We apply our benchmarking function:

In [None]:
real_benchmark = ml_benchmark(X_dataset, y_dataset, 5)
real_benchmark.to_csv('real_benchmark.csv', sep=';') # saving the results

real_benchmark_sorted = real_benchmark.sort_values(by=['Approx. mean of scores'], ascending=False)
real_benchmark_sorted

---
<a name="output"></a>
# 3) Predicting the column `target` with (only) the fictitious generated dataset

## 3.1) Preparing the data

In [None]:
df = df_fict
X_dataset = df.loc[:, df.columns != target].values
y_dataset = np.ravel(df.loc[:, df.columns == target].values)
print(X_dataset.shape, y_dataset.shape)

## 3.2) Benchmarking some models according to their score

In [None]:
fict_benchmark = ml_benchmark(X_dataset, y_dataset, 5)
fict_benchmark.to_csv('fict_benchmark.csv', sep=';') # saving the results

fict_benchmark_sorted = fict_benchmark.sort_values(by=['Approx. mean of scores'], ascending=False)
fict_benchmark_sorted

---
<a name="aug"></a>
# 4) Predicting the column `target` with data augmentation

## 4.1) Preparing the data

We concatenate the real-life dataset `df_real` and the fictitious generated dataset `df_fict` into an augmented dataset `df_aug`.

In [None]:
df_aug = df_real.append(df_fict)

X_dataset = df_aug.loc[:, df_aug.columns != target].values
y_dataset = np.ravel(df_aug.loc[:, df_aug.columns == target].values)
print(X_dataset.shape, y_dataset.shape)

## 4.2) Benchmarking some models according to their score

In [None]:
aug_benchmark = ml_benchmark(X_dataset, y_dataset, 5)
aug_benchmark.to_csv('aug_benchmark.csv', sep=';') # saving the results

aug_benchmark_sorted = aug_benchmark.sort_values(by=['Approx. mean of scores'], ascending=False)
aug_benchmark_sorted

## 4.3) Comparison: can data augmentation boost the score?

In [None]:
xaxis = real_benchmark['Approx. mean of scores'].values
yaxis = aug_benchmark['Approx. mean of scores'].values

start = min(np.min(xaxis), np.min(yaxis))
stop = max(np.max(xaxis), np.max(yaxis))
p = len(xaxis)
X = np.linspace(start, stop, num=p+1)

plt.plot(xaxis, yaxis, 'ok', X, X, '-g');

plt.legend(['Approx. mean of scores', 'Equal approx. mean of scores'])
plt.title('Boosting the prediction score with data augmentation')
plt.xlabel('For the real dataset')
plt.ylabel('For the augmented dataset')
plt.savefig('comparison_small.png', dpi=120) # to save the figure
plt.show()

We can observe graphically the increase in the prediction score. The values of the $x$-axis and the $y$-axis are ordered.
The diagonal green line indicates where the real and the augmented data show identical performance for a given machine learning model. Based on the graph, we can say that `medGAN` can perform data augmentation and boost the prediction score. Indeed, the dots are mostly on top of the green line.

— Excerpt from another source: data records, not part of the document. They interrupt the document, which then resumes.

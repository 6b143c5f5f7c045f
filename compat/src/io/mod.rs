//! Input/Output operations for the correction CLI
//!
//! This module handles entry files, result files and logging setup.

mod entry_file;
mod output;

pub use entry_file::load_entries;
pub use output::{setup_logging, write_entries};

By what percentage did we increase of prediction score of our best machine learning models with data augmentation?

In [None]:
score_real = real_benchmark['Approx. mean of scores'].values
score_aug = aug_benchmark['Approx. mean of scores'].values
score_inc = (score_aug-score_real)/score_real*100
df_score_inc = round(pd.DataFrame(score_inc, index=real_benchmark.index.values, columns=['Prediction score increase (%)']), 2)
df_score_inc.to_csv('scores_increase_small.csv', sep=';')
df_score_inc

In [None]:
best_ml = real_benchmark_sorted.index.values[0]
print('The best machine learning model on the original real-life dataset is :', best_ml)
best_ml_aug = aug_benchmark_sorted.index.values[0]
print('The best machine learning model on the augmented dataset is :', best_ml_aug)

percentage = df_score_inc.loc[[best_ml], ['Prediction score increase (%)']].values[0][0]
print('We increased the prediction score of', best_ml, 'by approx.', percentage, '%')

With data augmentation, we have an increase in score: up to almost 5%!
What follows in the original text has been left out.